Go through the data below and gather each line containing "Option".

┄┄┄┄┄┄┄┄┄┄

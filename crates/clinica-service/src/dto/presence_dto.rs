//! Presence and pending-test DTOs.

use clinica_core::rules::not_blank;
use clinica_core::PatientId;
use serde::{Deserialize, Serialize};
use validator::Validate;

/// Request to set a patient's online status.
#[derive(Debug, Clone, Copy, Serialize, Deserialize)]
pub struct SetOnlineStatusRequest {
    pub online: bool,
}

/// A patient's online status.
#[derive(Debug, Clone, PartialEq, Eq, Serialize, Deserialize)]
pub struct OnlineStatusResponse {
    pub patient_id: PatientId,
    pub online: bool,
}

/// Request to queue a pending test.
#[derive(Debug, Clone, Serialize, Deserialize, Validate)]
pub struct AddPendingTestRequest {
    #[validate(custom(function = not_blank, message = "Test name is required"), length(max = 256))]
    pub test_name: String,
}

/// Result of queueing a pending test.
#[derive(Debug, Clone, PartialEq, Eq, Serialize, Deserialize)]
pub struct PendingTestAddedResponse {
    pub patient_id: PatientId,
    pub queue_length: u64,
}

/// A patient's pending tests in queue order.
#[derive(Debug, Clone, PartialEq, Eq, Serialize, Deserialize)]
pub struct PendingTestsResponse {
    pub patient_id: PatientId,
    pub tests: Vec<String>,
}
//! Patient-related DTOs.

use clinica_core::rules::key_safe_identifier;
use clinica_core::{DiseaseHistory, HistoryId, Patient, PatientChanges, PatientId};
use serde::{Deserialize, Serialize};
use std::collections::HashSet;
use validator::Validate;

/// Disease-history entry supplied with a new patient.
#[derive(Debug, Clone, Default, Serialize, Deserialize, Validate)]
pub struct InitialHistoryEntry {
    #[serde(rename = "_id", alias = "history_id")]
    #[validate(custom(function = key_safe_identifier, message = "History ID is required and may not contain ':' or whitespace"))]
    pub id: String,

    #[serde(default)]
    #[validate(length(max = 256))]
    pub diseases_name: String,
}

/// Request to create a new patient.
#[derive(Debug, Clone, Default, Serialize, Deserialize, Validate)]
pub struct CreatePatientRequest {
    #[serde(default)]
    #[validate(custom(function = key_safe_identifier, message = "Patient ID is required and may not contain ':' or whitespace"))]
    pub patient_id: String,

    #[serde(default)]
    #[validate(length(max = 128))]
    pub first_name: String,

    #[serde(default)]
    #[validate(length(max = 128))]
    pub last_name: String,

    #[serde(default)]
    #[validate(length(max = 64))]
    pub phone: String,

    #[serde(rename = "DOB", default)]
    #[validate(length(max = 32))]
    pub dob: String,

    #[serde(default)]
    #[validate(length(max = 512))]
    pub address: String,

    #[serde(default)]
    #[validate(length(max = 32))]
    pub gender: String,

    #[serde(default)]
    #[validate(nested)]
    pub disease_history: Vec<InitialHistoryEntry>,
}

impl CreatePatientRequest {
    /// Returns the first history ID that appears more than once.
    #[must_use]
    pub fn duplicate_history_id(&self) -> Option<&str> {
        let mut seen = HashSet::new();
        self.disease_history
            .iter()
            .map(|h| h.id.as_str())
            .find(|id| !seen.insert(*id))
    }

    /// History IDs carried by the request.
    #[must_use]
    pub fn history_ids(&self) -> Vec<HistoryId> {
        self.disease_history
            .iter()
            .map(|h| HistoryId::new(h.id.clone()))
            .collect()
    }

    /// Builds the patient document.
    #[must_use]
    pub fn into_patient(self) -> Patient {
        let id = PatientId::new(self.patient_id);
        let disease_history = self
            .disease_history
            .into_iter()
            .map(|h| DiseaseHistory::new(HistoryId::new(h.id), id.clone(), h.diseases_name))
            .collect();

        Patient {
            id,
            first_name: self.first_name,
            last_name: self.last_name,
            phone: self.phone,
            dob: self.dob,
            address: self.address,
            gender: self.gender,
            disease_history,
        }
    }
}

/// Request to update patient fields. Absent fields are left unchanged.
#[derive(Debug, Clone, Default, Serialize, Deserialize, Validate)]
pub struct UpdatePatientRequest {
    #[validate(length(max = 128))]
    pub first_name: Option<String>,

    #[validate(length(max = 128))]
    pub last_name: Option<String>,

    #[validate(length(max = 64))]
    pub phone: Option<String>,

    #[serde(rename = "DOB")]
    #[validate(length(max = 32))]
    pub dob: Option<String>,

    #[validate(length(max = 512))]
    pub address: Option<String>,

    #[validate(length(max = 32))]
    pub gender: Option<String>,
}

impl From<UpdatePatientRequest> for PatientChanges {
    fn from(request: UpdatePatientRequest) -> Self {
        Self {
            first_name: request.first_name,
            last_name: request.last_name,
            phone: request.phone,
            dob: request.dob,
            address: request.address,
            gender: request.gender,
        }
    }
}

#[cfg(test)]
mod tests {
    use super::*;
    use clinica_core::ValidateExt;

    fn create_request() -> CreatePatientRequest {
        CreatePatientRequest {
            patient_id: "000002".to_string(),
            first_name: "Ada".to_string(),
            last_name: "Lovelace".to_string(),
            phone: "555-1234".to_string(),
            dob: "1815-12-10".to_string(),
            ..CreatePatientRequest::default()
        }
    }

    #[test]
    fn test_create_patient_request_valid() {
        assert!(create_request().validate().is_ok());
    }

    #[test]
    fn test_create_patient_request_missing_id() {
        let request = CreatePatientRequest {
            patient_id: "  ".to_string(),
            ..create_request()
        };
        let err = request.validate_request().unwrap_err();
        assert!(err.to_string().contains("patient_id"));
    }

    #[test]
    fn test_create_patient_request_rejects_separator_in_id() {
        let request = CreatePatientRequest {
            patient_id: "a:b".to_string(),
            ..create_request()
        };
        assert!(request.validate().is_err());
    }

    #[test]
    fn test_nested_history_entries_are_validated() {
        let request = CreatePatientRequest {
            disease_history: vec![InitialHistoryEntry {
                id: String::new(),
                diseases_name: "Flu".to_string(),
            }],
            ..create_request()
        };
        assert!(request.validate().is_err());
    }

    #[test]
    fn test_duplicate_history_id() {
        let entry = |id: &str| InitialHistoryEntry {
            id: id.to_string(),
            diseases_name: "Flu".to_string(),
        };
        let request = CreatePatientRequest {
            disease_history: vec![entry("h1"), entry("h2"), entry("h1")],
            ..create_request()
        };
        assert_eq!(request.duplicate_history_id(), Some("h1"));
        assert_eq!(create_request().duplicate_history_id(), None);
    }

    #[test]
    fn test_into_patient_assigns_owner() {
        let request = CreatePatientRequest {
            disease_history: vec![InitialHistoryEntry {
                id: "h1".to_string(),
                diseases_name: "Flu".to_string(),
            }],
            ..create_request()
        };
        let patient = request.into_patient();
        assert_eq!(patient.id.as_str(), "000002");
        assert_eq!(patient.dob, "1815-12-10");
        assert_eq!(patient.disease_history[0].patient_id, patient.id);
    }

    #[test]
    fn test_deserializes_form_field_names() {
        let json = r#"{"patient_id":"000002","DOB":"2000-01-01","disease_history":[{"history_id":"h1","diseases_name":"Flu"}]}"#;
        let request: CreatePatientRequest = serde_json::from_str(json).unwrap();
        assert_eq!(request.dob, "2000-01-01");
        assert_eq!(request.disease_history[0].id, "h1");
        assert!(request.first_name.is_empty());
    }

    #[test]
    fn test_update_request_into_changes() {
        let request: UpdatePatientRequest = serde_json::from_str(r#"{"phone":"555-9999"}"#).unwrap();
        let changes = PatientChanges::from(request);
        assert_eq!(changes.phone.as_deref(), Some("555-9999"));
        assert!(changes.first_name.is_none());
    }
}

┄┄┄┄┄┄┄┄┄┄

▶ **EXERCISE SOLUTION**:
    pub fn duplicate_history_id(&self) -> Option<&str> {
    pub first_name: Option<String>,
    pub last_name: Option<String>,
    pub phone: Option<String>,
    pub dob: Option<String>,
    pub address: Option<String>,
    pub gender: Option<String>,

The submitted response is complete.